Un nouveau lit dressé à la pauvreté
Aussitôt promulguée, le nouveau Code de procédure pénal sonnera le glas du Kpayo. Mais que deviendront-ils, sachant que certains, depuis plusieurs décennies ne vivent que de cette activité sinon même en son héritiers. C’est le cas de Yèkini MoukaÏla, vendeur d’essence frelatée à Porto-Novo qui confie être né dans l’activité. A l’en croire, la scolarité de tous ses frères et de ses progénitures, est la résultante de ce commerce ‘’dit illicite’’. ‘’Même en fréquentant, nous aidons nos parents dans la vente de l’essence’’. Outre, lui, deux autres de ses frères y évoluent et en vivent avec leur famille. Pour aller plus loin, il explique qu’il en est de même de plusieurs autres commerçants informels du produit surtout à Porto-Novo. Dès lors, estime-t-il, c’est livré plusieurs béninois à la rue que de supprimer ce secteur qui pour lui, « absorbe, un taux non négligeable de chômeurs et de sans emplois ». A propos de l’idée de reconversion, Oscar Djidonou, un autre vendeur ne partage guère cette thèse car, assène-t-il, « on ne se lève pas un jour pour aller à la terre », ou expliquer qu’il ne s’y est pas préparé et n’y est pas formé.
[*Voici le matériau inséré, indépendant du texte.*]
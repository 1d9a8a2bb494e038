// Copyright (c) 2025 John Wilger
// SPDX-License-Identifier: MIT

//! The parser for Entangle definition files.
//!
//! [`parse`] drives a recursive-descent state machine over the token
//! stream and produces a validated [`Interface`] declaration. The first
//! diagnostic stops parsing; no recovery is attempted.

use lazy_static::lazy_static;
use regex::Regex;

use crate::declarations::{
    DefinitionName, Enum, Exception, Function, Interface, PrimitiveKind, Service, Struct, Type,
};
use crate::diagnostics::{Diagnostic, Frame};
use crate::lexer::Lexer;
use crate::source::Source;
use crate::token::{Position, Token, TokenKind};

lazy_static! {
    static ref LOWER_CAMEL_CASE: Regex = Regex::new("^[a-z][a-zA-Z0-9]*$").unwrap();
    static ref UPPER_CAMEL_CASE: Regex = Regex::new("^[A-Z][a-zA-Z0-9]*$").unwrap();
    static ref LOWER_CAMEL_OR_SNAKE_CASE: Regex = Regex::new("^[a-z][_a-zA-Z0-9]*$").unwrap();
}

/// Identifiers reserved in every name role.
const RESERVED_IDENTIFIERS: &[&str] = &[
    "int64", "uint64", "float64", "int32", "uint32", "float32", "import", "typedef", "int8",
    "uint8", "int16", "uint16", "struct", "service", "enum", "binary", "bool", "const",
];

const RESERVED_ARGUMENT_NAMES: &[&str] = &["notify", "trace"];

const RESERVED_FIELD_NAMES: &[&str] = &["Serialize", "Deserialize"];

const RESERVED_DEFINITION_NAMES: &[&str] = &["entangle"];

/// Parses an Entangle definition file to an interface declaration.
pub fn parse(src: &Source) -> Result<Interface, Diagnostic<'_>> {
    let parser = SourceParser {
        lexer: Lexer::new(src, Vec::new()),
        src,
        docs: DocBuffer::default(),
        frames: Vec::new(),
        prev: Token::default(),
        tok: Token::default(),
        interface: Interface::new(),
    };

    parser.parse()
}

/// Pending documentation lines, owned by the parser.
///
/// Lines are pushed as they are lexed and consumed into paragraphs when
/// the documented declaration is constructed.
#[derive(Default)]
struct DocBuffer {
    lines: Vec<Token>,
}

impl DocBuffer {
    fn push(&mut self, line: Token) {
        self.lines.push(line);
    }

    fn reset(&mut self) {
        self.lines.clear();
    }

    /// Consumes the buffered lines into documentation paragraphs.
    ///
    /// Consecutive non-empty lines join with a single space; a blank line
    /// separates paragraphs. A single leading space is stripped from each
    /// line and trailing whitespace is trimmed.
    fn paragraphs(&mut self) -> Vec<String> {
        let mut paragraphs = Vec::new();
        let mut segments: Vec<String> = Vec::new();

        for line in self.lines.drain(..) {
            let segment = line.text;

            if segment.trim().is_empty() {
                if !segments.is_empty() {
                    paragraphs.push(segments.join(" "));
                    segments.clear();
                }
            } else {
                let segment = segment
                    .strip_prefix(' ')
                    .unwrap_or(segment.as_str())
                    .trim_end()
                    .to_string();
                segments.push(segment);
            }
        }

        if !segments.is_empty() {
            paragraphs.push(segments.join(" "));
        }

        paragraphs
    }
}

/// The self reference allowed, if any, while parsing a type.
#[derive(Clone, Copy)]
enum SelfReference<'s> {
    /// No enclosing declaration.
    None,

    /// The struct whose fields are being parsed. A nilable reference to
    /// it resolves to the struct itself once it is registered.
    Struct(&'s str),

    /// The function whose arguments or return type are being parsed.
    Function(&'s str),
}

impl SelfReference<'_> {
    fn name(&self) -> Option<&str> {
        match *self {
            SelfReference::None => None,
            SelfReference::Struct(name) | SelfReference::Function(name) => Some(name),
        }
    }
}

/// Internal context manager for parsing one source file.
struct SourceParser<'a> {
    src: &'a Source,
    lexer: Lexer<'a>,
    docs: DocBuffer,
    frames: Vec<Frame<'a>>,
    prev: Token,
    tok: Token,
    interface: Interface,
}
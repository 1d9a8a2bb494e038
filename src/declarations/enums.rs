// Copyright (c) 2025 John Wilger
// SPDX-License-Identifier: MIT

//! Enumeration declarations.

use std::collections::BTreeMap;

use serde::Serialize;

/// A single enumeration value.
#[derive(Debug, Clone, PartialEq, Serialize)]
pub struct EnumValue {
    /// Signed 64-bit value.
    pub value: i64,

    /// Value name.
    pub name: String,

    /// Documentation paragraphs.
    pub documentation: Vec<String>,
}

/// An enumeration declaration.
#[derive(Debug, Clone, Serialize)]
pub struct Enum {
    name: String,
    documentation: Vec<String>,
    values: BTreeMap<i64, EnumValue>,
}

impl Enum {
    /// Creates an enumeration declaration without values.
    pub fn new(name: impl Into<String>, documentation: Vec<String>) -> Self {
        Self {
            name: name.into(),
            documentation,
            values: BTreeMap::new(),
        }
    }

    /// Adds a value.
    ///
    /// The caller is expected to have validated that the value is not in
    /// use.
    pub fn add_value(&mut self, value: i64, name: impl Into<String>, documentation: Vec<String>) {
        self.values.insert(
            value,
            EnumValue {
                value,
                name: name.into(),
                documentation,
            },
        );
    }

    pub fn name(&self) -> &str {
        &self.name
    }

    pub fn documentation(&self) -> &[String] {
        &self.documentation
    }

    /// Mapping of values to representation.
    pub fn values(&self) -> &BTreeMap<i64, EnumValue> {
        &self.values
    }

    pub fn value_in_use(&self, value: i64) -> bool {
        self.values.contains_key(&value)
    }

    pub fn value(&self, value: i64) -> Option<&EnumValue> {
        self.values.get(&value)
    }

    /// Values ordered by value.
    pub fn values_sorted_by_value(&self) -> Vec<&EnumValue> {
        self.values.values().collect()
    }
}

#[cfg(test)]
mod tests {
    use super::*;

    #[test]
    fn values_sort_by_value() {
        let mut decl = Enum::new("Color", vec![]);
        decl.add_value(3, "Blue", vec![]);
        decl.add_value(1, "Red", vec![]);
        decl.add_value(-2, "Infra", vec![]);

        let names: Vec<&str> = decl
            .values_sorted_by_value()
            .iter()
            .map(|v| v.name.as_str())
            .collect();
        assert_eq!(names, vec!["Infra", "Red", "Blue"]);
    }

    #[test]
    fn value_lookups() {
        let mut decl = Enum::new("Color", vec![]);
        decl.add_value(1, "Red", vec![]);

        assert!(decl.value_in_use(1));
        assert!(!decl.value_in_use(2));
        assert_eq!(decl.value(1).unwrap().name, "Red");
    }
}
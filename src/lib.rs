// Copyright (c) 2025 John Wilger
// SPDX-License-Identifier: MIT

//! Entangle - compiler front-end for the Entangle interface definition
//! language.
//!
//! The crate parses text schemas describing structs, enumerations,
//! exceptions and RPC services into a validated, in-memory
//! [`Interface`](declarations::Interface) declaration suitable for
//! downstream code generation. Data flows through the front-end as
//! bytes → [`source::Source`] → [`lexer::Lexer`] → tokens →
//! [`parser::parse`] → interface declaration; failures at any stage are
//! reported as [`diagnostics::Diagnostic`] values with precise source
//! spans.

#![cfg_attr(docsrs, feature(doc_auto_cfg))]
#![deny(rustdoc::broken_intra_doc_links)]

/// The version of Entangle, reported by the version subcommand.
/// This must match the version in Cargo.toml.
pub const VERSION: &str = env!("CARGO_PKG_VERSION");

/// Git commit the binary was built from, if the build environment
/// provided one.
pub const GIT_COMMIT: Option<&'static str> = option_env!("ENTANGLE_GIT_COMMIT");

/// Command-line interface.
pub mod cli;

/// Declaration model produced by the parser.
pub mod declarations;

/// Diagnostic records and pretty printing.
pub mod diagnostics;

/// Code generators consuming parsed interfaces.
pub mod generators;

/// Lexical analysis.
pub mod lexer;

/// Recursive-descent parsing.
pub mod parser;

/// Source buffers.
pub mod source;

/// Text wrapping and tab expansion utilities.
pub mod text;

/// Token model interchanged between lexer and parser.
pub mod token;
//! Command-line interface for the Entangle compiler.
//!
//! Three subcommands are exposed: `version`, `validate` and `generate`.
//! A `-v` or `--version` flag at any argument position is rewritten to
//! the `version` subcommand. All failures exit with code 1.

use std::env;
use std::fs;
use std::path::Path;
use std::process::ExitCode;

use crate::generators;
use crate::parser;
use crate::source::Source;
use crate::text::TextWrapper;
use crate::{GIT_COMMIT, VERSION};

/// The parsed command line.
#[derive(Debug, Clone)]
pub struct Cli {
    command: Command,
}

/// Available subcommands.
#[derive(Debug, Clone)]
enum Command {
    /// Print the version string.
    Version,

    /// Parse a definition file and report diagnostics.
    Validate { path: String },

    /// Parse a definition file and run a code generator on it.
    Generate {
        language: String,
        definition_path: String,
        output_path: String,
    },
}

/// Errors that can occur during argument parsing.
#[derive(Debug, thiserror::Error)]
pub enum Error {
    /// Invalid command line arguments.
    #[error("{0}")]
    InvalidArguments(String),
}

impl Cli {
    /// Parses the process arguments and executes the selected command.
    pub fn run() -> ExitCode {
        match Self::from_args(env::args().skip(1).collect()) {
            Ok(cli) => cli.execute(),
            Err(error) => {
                eprintln!("Error: {error}");
                eprintln!();
                eprintln!("{}", usage());
                ExitCode::FAILURE
            }
        }
    }

    /// Parses command line arguments into a CLI structure.
    pub fn from_args(args: Vec<String>) -> Result<Self, Error> {
        // Fast path to the version subcommand, as the version flag is
        // accepted at any argument position.
        if args.iter().any(|arg| arg == "-v" || arg == "--version") {
            return Ok(Self {
                command: Command::Version,
            });
        }

        let Some(subcommand) = args.first() else {
            return Err(Error::InvalidArguments("A subcommand is required.".into()));
        };

        let command = match subcommand.as_str() {
            "version" => Command::Version,

            "validate" => match args.len() {
                1 => {
                    return Err(Error::InvalidArguments(
                        "A definition file path is required.".into(),
                    ));
                }
                2 => Command::Validate {
                    path: args[1].clone(),
                },
                _ => {
                    return Err(Error::InvalidArguments(
                        "Only one definition file path may be supplied.".into(),
                    ));
                }
            },

            "generate" => {
                let rest = &args[1..];

                if let Some(option) = rest.iter().find(|arg| arg.starts_with('-')) {
                    return Err(Error::InvalidArguments(format!("Invalid option: {option}")));
                }

                match rest.len() {
                    0 => {
                        return Err(Error::InvalidArguments(
                            "A target language and definition and output paths must be supplied."
                                .into(),
                        ));
                    }
                    1 => {
                        return Err(Error::InvalidArguments(
                            "A definition file path is required.".into(),
                        ));
                    }
                    2 => {
                        return Err(Error::InvalidArguments("An output path is required.".into()));
                    }
                    3 => Command::Generate {
                        language: rest[0].clone(),
                        definition_path: rest[1].clone(),
                        output_path: rest[2].clone(),
                    },
                    _ => {
                        return Err(Error::InvalidArguments(
                            "Too many arguments. Only a definition file and output path may be supplied."
                                .into(),
                        ));
                    }
                }
            }

            unknown => {
                return Err(Error::InvalidArguments(format!(
                    "Unknown subcommand: {unknown}"
                )));
            }
        };

        Ok(Self { command })
    }

    /// Executes the selected command.
    pub fn execute(self) -> ExitCode {
        match self.command {
            Command::Version => {
                println!("{}", version_string());
                ExitCode::SUCCESS
            }
            Command::Validate { path } => validate(&path),
            Command::Generate {
                language,
                definition_path,
                output_path,
            } => generate(&language, &definition_path, &output_path),
        }
    }
}

/// Assembles the version string reported by the version subcommand.
fn version_string() -> String {
    let (number, suffix) = match VERSION.split_once('-') {
        Some((number, suffix)) => (number, Some(suffix)),
        None => (VERSION, None),
    };

    let mut version = format!("Entangle v{number}");

    if let Some(suffix) = suffix {
        version.push_str(&format!("-{suffix}"));

        if let Some(commit) = GIT_COMMIT {
            version.push_str(&format!(" ({commit})"));
        }
    }

    version
}

/// Reads and decodes a definition file.
fn load_source(path: &str) -> Result<Source, String> {
    let data = fs::read(path).map_err(|error| format!("Failed to open {path}: {error}"))?;
    Source::from_bytes(&data, path).map_err(|error| format!("Failed to read {path}: {error}"))
}

/// Validates a definition file by parsing it and printing any diagnostic.
fn validate(path: &str) -> ExitCode {
    let src = match load_source(path) {
        Ok(src) => src,
        Err(message) => {
            eprintln!("Error: {message}");
            return ExitCode::FAILURE;
        }
    };

    match parser::parse(&src) {
        Ok(_) => ExitCode::SUCCESS,
        Err(diagnostic) => {
            let _ = diagnostic.print();
            ExitCode::FAILURE
        }
    }
}

/// Generates an implementation from a definition file.
fn generate(language: &str, definition_path: &str, output_path: &str) -> ExitCode {
    let Some(generator) = generators::lookup(language) else {
        eprintln!("Error: Invalid target language: {language}");
        return ExitCode::FAILURE;
    };

    let src = match load_source(definition_path) {
        Ok(src) => src,
        Err(message) => {
            eprintln!("Error: {message}");
            return ExitCode::FAILURE;
        }
    };

    let interface = match parser::parse(&src) {
        Ok(interface) => interface,
        Err(diagnostic) => {
            let _ = diagnostic.print();
            return ExitCode::FAILURE;
        }
    };

    // Make sure the output directory exists.
    let output = Path::new(output_path);

    if output.exists() {
        if !output.is_dir() {
            eprintln!("Error: Output path is not a directory: {output_path}");
            return ExitCode::FAILURE;
        }
    } else if let Err(error) = fs::create_dir_all(output) {
        eprintln!("Error: Failed to create output directory '{output_path}': {error}");
        return ExitCode::FAILURE;
    }

    match generator.generate(&interface, output) {
        Ok(()) => ExitCode::SUCCESS,
        Err(error) => {
            eprintln!("Error: Failed to generate implementation: {error}");
            ExitCode::FAILURE
        }
    }
}

/// Renders an aligned, wrapped name/synopsis list for usage output.
fn usage_list(elements: &[(&str, &str)]) -> String {
    let max_name_length = elements
        .iter()
        .map(|(name, _)| name.len())
        .max()
        .unwrap_or(0);

    let indentation = ((2 + max_name_length + 5) / 4) * 4;
    let wrapper = TextWrapper::simple(79 - indentation);
    let prefix = " ".repeat(indentation);
    let mut result = Vec::new();

    for (name, synopsis) in elements {
        for (i, line) in wrapper.wrap(synopsis).iter().enumerate() {
            if i == 0 {
                let padding = " ".repeat(indentation - 2 - name.len());
                result.push(format!("  {name}{padding}{line}"));
            } else {
                result.push(format!("{prefix}{line}"));
            }
        }
    }

    result.join("\n")
}

/// The top-level usage text.
fn usage() -> String {
    let subcommands = usage_list(&[
        ("version", "Show Entangle version."),
        ("validate", "Validate a definition file."),
        ("generate", "Generate a target from a definition file."),
    ]);

    let languages: Vec<(&str, &str)> = generators::target_languages()
        .iter()
        .map(|language| (language.identifier, language.synopsis))
        .collect();

    format!(
        "Usage: entangle <subcommand> [arguments]\n\n\
         Subcommands:\n\n{subcommands}\n\n\
         Target languages for generate:\n\n{}",
        usage_list(&languages)
    )
}

#[cfg(test)]
mod tests {
    use super::*;

    fn args(values: &[&str]) -> Vec<String> {
        values.iter().map(|v| v.to_string()).collect()
    }

    #[test]
    fn version_flag_is_rewritten_at_any_position() {
        for fixture in [
            vec!["-v"],
            vec!["--version"],
            vec!["validate", "-v"],
            vec!["generate", "docs", "--version", "in.etg", "out"],
        ] {
            let cli = Cli::from_args(args(&fixture)).unwrap();
            assert!(matches!(cli.command, Command::Version), "for {fixture:?}");
        }
    }

    #[test]
    fn validate_requires_exactly_one_path() {
        assert!(Cli::from_args(args(&["validate"])).is_err());
        assert!(Cli::from_args(args(&["validate", "a.etg", "b.etg"])).is_err());

        let cli = Cli::from_args(args(&["validate", "a.etg"])).unwrap();
        assert!(matches!(cli.command, Command::Validate { .. }));
    }

    #[test]
    fn generate_requires_language_and_paths() {
        assert!(Cli::from_args(args(&["generate"])).is_err());
        assert!(Cli::from_args(args(&["generate", "docs"])).is_err());
        assert!(Cli::from_args(args(&["generate", "docs", "a.etg"])).is_err());
        assert!(Cli::from_args(args(&["generate", "docs", "a.etg", "out", "extra"])).is_err());

        let cli = Cli::from_args(args(&["generate", "docs", "a.etg", "out"])).unwrap();
        assert!(matches!(cli.command, Command::Generate { .. }));
    }

    #[test]
    fn unknown_subcommands_are_rejected() {
        assert!(Cli::from_args(args(&["frobnicate"])).is_err());
        assert!(Cli::from_args(args(&[])).is_err());
    }

    #[test]
    fn version_string_starts_with_the_product_name() {
        let version = version_string();
        assert!(version.starts_with("Entangle v"));
    }

    #[test]
    fn usage_lists_align_synopses() {
        let rendered = usage_list(&[("one", "First."), ("longer", "Second.")]);
        let lines: Vec<&str> = rendered.lines().collect();

        assert_eq!(lines.len(), 2);
        assert!(lines[0].starts_with("  one"));
        assert!(lines[1].starts_with("  longer"));

        // Both synopses start in the same column.
        assert_eq!(
            lines[0].find("First.").unwrap(),
            lines[1].find("Second.").unwrap()
        );
    }
}
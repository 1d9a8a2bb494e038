// Copyright (c) 2025 John Wilger
// SPDX-License-Identifier: MIT

//! The interface declaration, root of the semantic model.

use std::collections::{HashMap, HashSet};

use nutype::nutype;
use serde::Serialize;

use super::enums::Enum;
use super::exception::Exception;
use super::service::Service;
use super::structs::Struct;

/// The validated definition name of an interface.
///
/// Definition names are lower snake case and become the generated
/// module/package name.
#[nutype(
    validate(regex = "^[a-z][a-z0-9]*$"),
    derive(Debug, Clone, PartialEq, Eq, Deref, Display, Serialize)
)]
pub struct DefinitionName(String);

/// An interface declaration.
///
/// Owns every declaration parsed from one definition file. Names are
/// unique across structs, exceptions, enumerations and services.
#[derive(Debug, Clone, Serialize)]
pub struct Interface {
    name: Option<DefinitionName>,
    documentation: Vec<String>,
    structs: HashMap<String, Struct>,
    exceptions: HashMap<String, Exception>,
    enums: HashMap<String, Enum>,
    services: HashMap<String, Service>,

    #[serde(skip)]
    used_names: HashSet<String>,
}

impl Default for Interface {
    fn default() -> Self {
        Self::new()
    }
}

impl Interface {
    /// Creates an empty interface declaration.
    pub fn new() -> Self {
        Self {
            name: None,
            documentation: Vec::new(),
            structs: HashMap::new(),
            exceptions: HashMap::new(),
            enums: HashMap::new(),
            services: HashMap::new(),
            used_names: HashSet::new(),
        }
    }

    /// Definition name, if one has been parsed.
    pub fn name(&self) -> Option<&str> {
        self.name.as_ref().map(|n| n.as_str())
    }

    pub fn set_name(&mut self, name: DefinitionName) {
        self.name = Some(name);
    }

    pub fn documentation(&self) -> &[String] {
        &self.documentation
    }

    pub fn set_documentation(&mut self, documentation: Vec<String>) {
        self.documentation = documentation;
    }

    /// Adds a struct and marks its name as used.
    pub fn add_struct(&mut self, decl: Struct) {
        self.mark_name_as_used(decl.name());
        self.structs.insert(decl.name().to_string(), decl);
    }

    /// Adds an exception and marks its name as used.
    pub fn add_exception(&mut self, decl: Exception) {
        self.mark_name_as_used(decl.name());
        self.exceptions.insert(decl.name().to_string(), decl);
    }

    /// Adds an enumeration and marks its name as used.
    pub fn add_enum(&mut self, decl: Enum) {
        self.mark_name_as_used(decl.name());
        self.enums.insert(decl.name().to_string(), decl);
    }

    /// Adds a service and marks its name as used.
    pub fn add_service(&mut self, decl: Service) {
        self.mark_name_as_used(decl.name());
        self.services.insert(decl.name().to_string(), decl);
    }

    /// Whether a top-level name is already in use.
    pub fn name_in_use(&self, name: &str) -> bool {
        self.used_names.contains(name)
    }

    /// Reserves a top-level name.
    pub fn mark_name_as_used(&mut self, name: &str) {
        self.used_names.insert(name.to_string());
    }

    pub fn structs(&self) -> &HashMap<String, Struct> {
        &self.structs
    }

    pub fn exceptions(&self) -> &HashMap<String, Exception> {
        &self.exceptions
    }

    pub fn enums(&self) -> &HashMap<String, Enum> {
        &self.enums
    }

    pub fn services(&self) -> &HashMap<String, Service> {
        &self.services
    }

    /// Resolves a struct reference by name.
    pub fn struct_named(&self, name: &str) -> Option<&Struct> {
        self.structs.get(name)
    }

    /// Resolves an enumeration reference by name.
    pub fn enum_named(&self, name: &str) -> Option<&Enum> {
        self.enums.get(name)
    }

    pub fn exception_named(&self, name: &str) -> Option<&Exception> {
        self.exceptions.get(name)
    }

    pub fn service_named(&self, name: &str) -> Option<&Service> {
        self.services.get(name)
    }

    /// Structs ordered by name.
    pub fn structs_sorted_by_name(&self) -> Vec<&Struct> {
        let mut decls: Vec<&Struct> = self.structs.values().collect();
        decls.sort_by_key(|d| d.name());
        decls
    }

    /// Exceptions ordered by name.
    pub fn exceptions_sorted_by_name(&self) -> Vec<&Exception> {
        let mut decls: Vec<&Exception> = self.exceptions.values().collect();
        decls.sort_by_key(|d| d.name());
        decls
    }

    /// Enumerations ordered by name.
    pub fn enums_sorted_by_name(&self) -> Vec<&Enum> {
        let mut decls: Vec<&Enum> = self.enums.values().collect();
        decls.sort_by_key(|d| d.name());
        decls
    }

    /// Services ordered by name.
    pub fn services_sorted_by_name(&self) -> Vec<&Service> {
        let mut decls: Vec<&Service> = self.services.values().collect();
        decls.sort_by_key(|d| d.name());
        decls
    }
}

#[cfg(test)]
mod tests {
    use super::*;

    #[test]
    fn definition_names_are_lower_snake_case() {
        assert!(DefinitionName::try_new("demo".to_string()).is_ok());
        assert!(DefinitionName::try_new("demo2".to_string()).is_ok());
        assert!(DefinitionName::try_new("Demo".to_string()).is_err());
        assert!(DefinitionName::try_new("de_mo".to_string()).is_err());
        assert!(DefinitionName::try_new("2demo".to_string()).is_err());
        assert!(DefinitionName::try_new("".to_string()).is_err());
    }

    #[test]
    fn added_declarations_reserve_their_names() {
        let mut interface = Interface::new();
        interface.add_struct(Struct::new("User", vec![]));
        interface.add_enum(Enum::new("Color", vec![]));

        assert!(interface.name_in_use("User"));
        assert!(interface.name_in_use("Color"));
        assert!(!interface.name_in_use("Missing"));
        assert!(interface.struct_named("User").is_some());
        assert!(interface.enum_named("Color").is_some());
        assert!(interface.struct_named("Color").is_none());
    }

    #[test]
    fn sorted_views_are_deterministic() {
        let mut interface = Interface::new();
        interface.add_struct(Struct::new("Zeta", vec![]));
        interface.add_struct(Struct::new("Alpha", vec![]));
        interface.add_struct(Struct::new("Mid", vec![]));

        let names: Vec<&str> = interface
            .structs_sorted_by_name()
            .iter()
            .map(|d| d.name())
            .collect();
        assert_eq!(names, vec!["Alpha", "Mid", "Zeta"]);
    }
}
Mais que deviendront toutes ces milliers de commerçants de kpayo si cette lois venait à être promulgué ? Le Bénin s’avancerait-elle vers une nouvelle crise sociale avec tous ses corolaires ; insécurité, famine, sous développement, mévente et autres ? Ne feraient-on pas mieux en formalisant et en révolutionnant le commerce du kpayo, telle l’idée de sous groupe ou filiale de gestion de sociétés de stations services plutôt que d’en finir d’emblée ? C’est là une interrogation qui doit préoccuper les dirigeants en marge des nombreux risques.